Toronto City Councillor for Ward 1 (Swansea and Bloor West Village)
- In office 1969–1976
- Preceded by: Mary Temple
- Succeeded by: David White
- In office 1978–1994
- Preceded by: Elizabeth Eayrs
- Succeeded by: David Hutcheon

Personal details
- Born: April 27, 1922 Sniatyn, Stanisławów Voivodeship, Second Polish Republic
- Died: January 22, 1998 (aged 75) Toronto, Ontario
- Occupation: Pharmacist

= Bill Boytchuk =

William Boytchuk (April 27, 1922 - January 22, 1998) was a longtime city councillor in Toronto, Ontario.

He was born near Sniatyn, Poland and after spending several years in Germany immigrated to Canada in 1948. Working as a pharmacist he became active in the local Ukrainian committee.

Boytchuk was elected to city council in the 1969 election representing the westernmost part of the Old City of Toronto covering Swansea and Bloor West Village. He was considered one of the council's "Old Guard" of conservative, generally pro-development councillors but became more moderate over his time in office. During the Cold War he was also notable for his strong anti-Soviet policies. He played a central role in having a monument to the Katyn Massacre erected in his ward. In 1990 he also led the effort to oppose a sister city agreement with Volgograd.

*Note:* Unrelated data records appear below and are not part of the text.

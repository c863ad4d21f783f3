//! Interfaces the shelf view is wired to.

use crate::types::Row;
use std::path::PathBuf;

/// Supplies table rows.
pub trait RowProvider {
    fn row_count(&self) -> usize;
    fn row(&self, index: usize) -> Option<Row>;
    fn rows(&self) -> Vec<Row>;
}

/// Receives files dropped onto the shelf.
pub trait DropTarget {
    /// Returns `true` if at least one dropped location was newly stored.
    fn accept_drop(&mut self, paths: &[PathBuf]) -> bool;
}

/// Provides locations for rows dragged out of the shelf (copy semantics).
pub trait DragSource {
    /// Resolved, reachable paths for `rows`, in the given order.
    fn drag_items(&self, rows: &[usize]) -> Vec<PathBuf>;
}
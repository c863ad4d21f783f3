//! Tracing subscriber setup for hosts embedding the shelf.
//!
//! `RUST_LOG` takes precedence; otherwise the filter is `info`, or `debug`
//! when requested.

use crate::logging::error::LoggingError;
use tracing_subscriber::EnvFilter;

pub mod error {
    use thiserror::Error;

    #[derive(Debug, Error)]
    pub enum LoggingError {
        #[error("Failed to install tracing subscriber: {0}")]
        Install(String),
    }
}

#[derive(Debug, Clone, Default)]
pub struct TracingConfig {
    /// Debug level by default, with event targets shown.
    pub debug: bool,
}

impl TracingConfig {
    fn default_directive(&self) -> &'static str {
        if self.debug { "debug" } else { "info" }
    }

    fn filter(&self) -> EnvFilter {
        EnvFilter::try_from_default_env().unwrap_or_else(|_| EnvFilter::new(self.default_directive()))
    }
}

/// Installs a compact fmt subscriber as the global default.
///
/// Fails if a global subscriber is already set.
pub fn init_tracing(config: &TracingConfig) -> Result<(), LoggingError> {
    tracing_subscriber::fmt()
        .with_env_filter(config.filter())
        .with_target(config.debug)
        .compact()
        .try_init()
        .map_err(|e| LoggingError::Install(e.to_string()))
}
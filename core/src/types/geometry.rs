//! Desktop geometry shared by the edge trigger and the panel controller.
//!
//! Coordinates are global desktop coordinates with the origin at the top-left
//! corner and y growing downward.

use serde::{Deserialize, Serialize};
use std::fmt;

#[derive(Debug, Clone, Copy, PartialEq, Default, Serialize, Deserialize)]
pub struct Point {
    pub x: f64,
    pub y: f64,
}

impl Point {
    pub const fn new(x: f64, y: f64) -> Self {
        Self { x, y }
    }
}

#[derive(Debug, Clone, Copy, PartialEq, Default, Serialize, Deserialize)]
pub struct Rect {
    pub x: f64,
    pub y: f64,
    pub width: f64,
    pub height: f64,
}

impl Rect {
    pub const fn new(x: f64, y: f64, width: f64, height: f64) -> Self {
        Self {
            x,
            y,
            width,
            height,
        }
    }

    pub fn min_x(&self) -> f64 {
        self.x
    }

    pub fn max_x(&self) -> f64 {
        self.x + self.width
    }

    pub fn min_y(&self) -> f64 {
        self.y
    }

    pub fn max_y(&self) -> f64 {
        self.y + self.height
    }

    /// Inclusive on every side: a pointer resting on the last pixel column
    /// reports the boundary coordinate itself.
    pub fn contains(&self, point: Point) -> bool {
        point.x >= self.min_x()
            && point.x <= self.max_x()
            && point.y >= self.min_y()
            && point.y <= self.max_y()
    }
}

/// Host-assigned display identifier, stable while the display stays connected.
#[derive(Debug, Clone, Copy, PartialEq, Eq, Hash, PartialOrd, Ord, Serialize, Deserialize)]
pub struct ScreenId(pub u32);

impl fmt::Display for ScreenId {
    fn fmt(&self, f: &mut fmt::Formatter<'_>) -> fmt::Result {
        write!(f, "screen#{}", self.0)
    }
}

#[derive(Debug, Clone, Copy, PartialEq)]
pub struct Screen {
    pub id: ScreenId,
    /// Full display bounds.
    pub frame: Rect,
    /// Bounds minus the menu/task bar region.
    pub visible_frame: Rect,
}

impl Screen {
    /// Height reserved at the top of the display for the menu region.
    pub fn top_inset(&self) -> f64 {
        (self.visible_frame.min_y() - self.frame.min_y()).abs()
    }

    /// Distance of `point` from `edge`, measured inward.
    ///
    /// Zero or negative means the point sits on the edge itself.
    pub fn depth_from(&self, edge: Edge, point: Point) -> f64 {
        match edge {
            Edge::Left => point.x - self.frame.min_x(),
            Edge::Right => self.frame.max_x() - point.x,
        }
    }
}

/// The screen edge the shelf is attached to.
#[derive(Debug, Clone, Copy, PartialEq, Eq, Hash, Default, Serialize, Deserialize)]
#[serde(rename_all = "lowercase")]
pub enum Edge {
    Left,
    #[default]
    Right,
}

impl fmt::Display for Edge {
    fn fmt(&self, f: &mut fmt::Formatter<'_>) -> fmt::Result {
        match self {
            Edge::Left => write!(f, "left"),
            Edge::Right => write!(f, "right"),
        }
    }
}

/// Finds the screen under `point`.
///
/// Screens are disjoint, but adjacent displays share a boundary coordinate.
/// When more than one screen contains the point, the one whose `edge` the
/// point is closest to wins, so a pointer parked on the shared boundary
/// counts as touching that screen's monitored edge.
pub fn locate_screen(screens: &[Screen], edge: Edge, point: Point) -> Option<&Screen> {
    screens
        .iter()
        .filter(|screen| screen.frame.contains(point))
        .min_by(|a, b| a.depth_from(edge, point).total_cmp(&b.depth_from(edge, point)))
}
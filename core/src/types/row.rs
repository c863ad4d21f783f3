use std::path::PathBuf;

/// One rendered line of the shelf.
#[derive(Debug, Clone, PartialEq, Eq)]
pub struct Row {
    /// Last path component, or the whole path when it has none.
    pub display_name: String,
    pub display_path: Option<PathBuf>,
    pub reachable: bool,
}
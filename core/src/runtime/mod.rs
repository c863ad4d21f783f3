//! The owned shelf runtime.
//!
//! [`ShelfRuntime`] holds the edge trigger and the panel controller (which in
//! turn owns the reference store). The platform host calls [`ShelfRuntime::tick`]
//! and the `on_*` handlers from its UI thread; everything happens on that one
//! thread, and outbound notifications go out over an mpsc channel.

use crate::edge::EdgeTrigger;
use crate::locator::LocatorCodec;
use crate::panel::{DropTarget, Opener, PanelController, PanelEvent, PanelFrame, PanelVisibility, RowProvider};
use crate::runtime::error::HostError;
use crate::settings::SettingsStore;
use crate::settings::error::SettingsError;
use crate::store::ReferenceStore;
use crate::types::{AppConfig, Config, PanelLayout, Point, Row, Screen, TriggerTuning};
use std::path::PathBuf;
use std::sync::mpsc::Sender;
use std::time::{Duration, Instant, SystemTime};
use tracing::{debug, info, warn};

pub mod error {
    use thiserror::Error;

    #[derive(Debug, Error)]
    pub enum HostError {
        #[error("Pointer location unavailable: {0}")]
        PointerUnavailable(String),

        #[error("Screen enumeration failed: {0}")]
        ScreensUnavailable(String),
    }
}

/// What the runtime needs from the windowing platform on each sample tick.
pub trait Host {
    fn pointer_location(&self) -> Result<Point, HostError>;
    fn screens(&self) -> Result<Vec<Screen>, HostError>;
}

/// Notifications for the shelf view.
#[derive(Debug, Clone, PartialEq)]
pub enum ShelfEvent {
    ListChanged(Vec<Row>),
    VisibilityChanged(PanelVisibility),
    FrameChanged(PanelFrame),
    OpenFailed { index: usize, message: String },
    QuitRequested,
}

#[derive(Debug, Clone, Copy, PartialEq, Eq)]
pub enum MenuItem {
    Quit,
}

/// Context menu offered on the shelf title.
#[derive(Debug, Clone, PartialEq, Eq)]
pub struct ContextMenu {
    pub items: Vec<MenuItem>,
}

pub struct ShelfRuntime<C> {
    trigger: EdgeTrigger,
    panel: PanelController<C>,
    events: Sender<ShelfEvent>,
    sample_interval: Duration,
    validation_interval: Duration,
    next_sample: Instant,
    /// `None` when the interval reaches past what `Instant` can represent.
    next_validation: Option<Instant>,
    running: bool,
}

impl<C: LocatorCodec> ShelfRuntime<C> {
    /// Opens the settings database under `config.base_path` and builds the runtime on it.
    pub fn open(
        config: &Config,
        app_config: &AppConfig,
        codec: C,
        opener: Box<dyn Opener>,
        events: Sender<ShelfEvent>,
        now: Instant,
    ) -> Result<Self, SettingsError> {
        let app_config = effective_config(app_config);
        let settings = SettingsStore::open(&config.db_path())?;
        let store = ReferenceStore::open(codec, settings);
        let panel = PanelController::new(PanelLayout::from(&app_config), store, opener);

        info!(path = %config.base_path.display(), "shelf storage opened");
        Ok(Self::new(&app_config, panel, events, now))
    }

    /// Builds the runtime around `panel`. Invalid settings in `app_config`
    /// fall back to their defaults.
    pub fn new(
        app_config: &AppConfig,
        panel: PanelController<C>,
        events: Sender<ShelfEvent>,
        now: Instant,
    ) -> Self {
        let app_config = &effective_config(app_config);
        let validation_interval = app_config.validation_interval();

        let mut runtime = Self {
            trigger: EdgeTrigger::new(TriggerTuning::from(app_config)),
            panel,
            events,
            sample_interval: app_config.sample_interval(),
            validation_interval,
            next_sample: now,
            next_validation: now.checked_add(validation_interval),
            running: true,
        };

        if app_config.store.validate_on_load {
            runtime.panel.store_mut().validate(SystemTime::now());
        }
        runtime.publish_list();
        runtime
    }

    pub fn panel(&self) -> &PanelController<C> {
        &self.panel
    }

    pub fn trigger(&self) -> &EdgeTrigger {
        &self.trigger
    }

    pub fn is_running(&self) -> bool {
        self.running
    }

    /// Earliest instant at which [`tick`](Self::tick) has work to do.
    pub fn next_wakeup(&self) -> Instant {
        [Some(self.next_sample), self.next_validation, self.panel.animation_deadline()]
            .into_iter()
            .flatten()
            .min()
            .unwrap_or(self.next_sample)
    }
}

/// Timeline.
impl<C: LocatorCodec> ShelfRuntime<C> {
    /// Runs whatever is due at `now`: pointer sampling, animation completion,
    /// reachability validation.
    pub fn tick(&mut self, host: &impl Host, now: Instant) {
        if !self.running {
            return;
        }

        if now >= self.next_sample {
            self.sample(host, now);
            self.next_sample = now.checked_add(self.sample_interval).unwrap_or(now);
        }

        let events = self.panel.advance(now);
        self.forward(events);

        if self.next_validation.is_some_and(|due| now >= due) {
            self.validate(SystemTime::now());
            self.next_validation = now.checked_add(self.validation_interval);
        }
    }

    /// Prunes unreachable references, notifying the view when any were removed.
    pub fn validate(&mut self, at: SystemTime) -> usize {
        let pruned = self.panel.store_mut().validate(at);
        if pruned > 0 {
            self.publish_list();
        }
        pruned
    }

    fn sample(&mut self, host: &impl Host, now: Instant) {
        let pointer = match host.pointer_location() {
            Ok(pointer) => pointer,
            Err(e) => {
                debug!(error = %e, "skipping sample tick");
                return;
            }
        };
        let screens = match host.screens() {
            Ok(screens) => screens,
            Err(e) => {
                debug!(error = %e, "skipping sample tick");
                return;
            }
        };

        if let Some(intent) = self.trigger.sample(now, pointer, &screens) {
            let events = self.panel.apply(intent, now);
            self.forward(events);
        }
    }

    /// Cancels every timer and flushes the store. Later ticks do nothing.
    pub fn shutdown(&mut self) {
        if !self.running {
            return;
        }
        self.running = false;
        self.trigger.cancel_all();

        if let Err(e) = self.panel.store_mut().flush() {
            warn!(error = %e, "failed to flush shelf references on shutdown");
        }
        info!("shelf runtime shut down");
    }
}

/// View event handlers. Handlers that change the list are ignored after
/// [`shutdown`](ShelfRuntime::shutdown).
impl<C: LocatorCodec> ShelfRuntime<C> {
    pub fn on_drop(&mut self, paths: &[PathBuf]) -> bool {
        if !self.accepts_changes("drop") {
            return false;
        }
        let accepted = self.panel.accept_drop(paths);
        if accepted {
            self.publish_list();
        }
        accepted
    }

    pub fn on_double_click(&mut self, index: usize) {
        if let Err(e) = self.panel.open(index) {
            warn!(index, error = %e, "could not open shelf item");
            self.publish(ShelfEvent::OpenFailed {
                index,
                message: e.to_string(),
            });
        }
    }

    pub fn on_clear_clicked(&mut self) {
        if !self.accepts_changes("clear") {
            return;
        }
        self.panel.clear();
        self.publish_list();
    }

    pub fn on_remove(&mut self, index: usize) -> bool {
        if !self.accepts_changes("remove") {
            return false;
        }
        let removed = self.panel.remove(index);
        if removed {
            self.publish_list();
        }
        removed
    }

    fn accepts_changes(&self, action: &str) -> bool {
        if !self.running {
            debug!(action, "ignoring list change after shutdown");
        }
        self.running
    }

    pub fn on_right_click_label(&self) -> ContextMenu {
        ContextMenu {
            items: vec![MenuItem::Quit],
        }
    }

    pub fn on_menu_item(&mut self, item: MenuItem) {
        match item {
            MenuItem::Quit => {
                self.shutdown();
                self.publish(ShelfEvent::QuitRequested);
            }
        }
    }
}

/// Outbound notifications.
impl<C: LocatorCodec> ShelfRuntime<C> {
    fn forward(&self, events: Vec<PanelEvent>) {
        for event in events {
            self.publish(match event {
                PanelEvent::VisibilityChanged(state) => ShelfEvent::VisibilityChanged(state),
                PanelEvent::FrameChanged(frame) => ShelfEvent::FrameChanged(frame),
            });
        }
    }

    fn publish_list(&self) {
        self.publish(ShelfEvent::ListChanged(self.panel.rows()));
    }

    fn publish(&self, event: ShelfEvent) {
        let _ = self.events.send(event);
    }
}

fn effective_config(app_config: &AppConfig) -> AppConfig {
    let errors = app_config.validate();
    if errors.is_empty() {
        return app_config.clone();
    }
    warn!(?errors, "invalid shelf settings replaced by defaults");
    app_config.with_defaults_for_invalid()
}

In the 1976 election Boytchuk lost his seat in a surprise upset to left winger David White. He thus decided to run provincially for the Progressive Conservatives in the 1977 Ontario election for the riding of High Park—Swansea. He lost that race in a close contest to NDP incumbent Ed Ziemba. With the retirement of Elizabeth Eayrs, the other councillor in his old seat, Boytchuk returned to council in 1978. He continued to represent his west end seat until he retired in 1994.

In 1964, he served as the president of the National Soccer League until the 1968 season.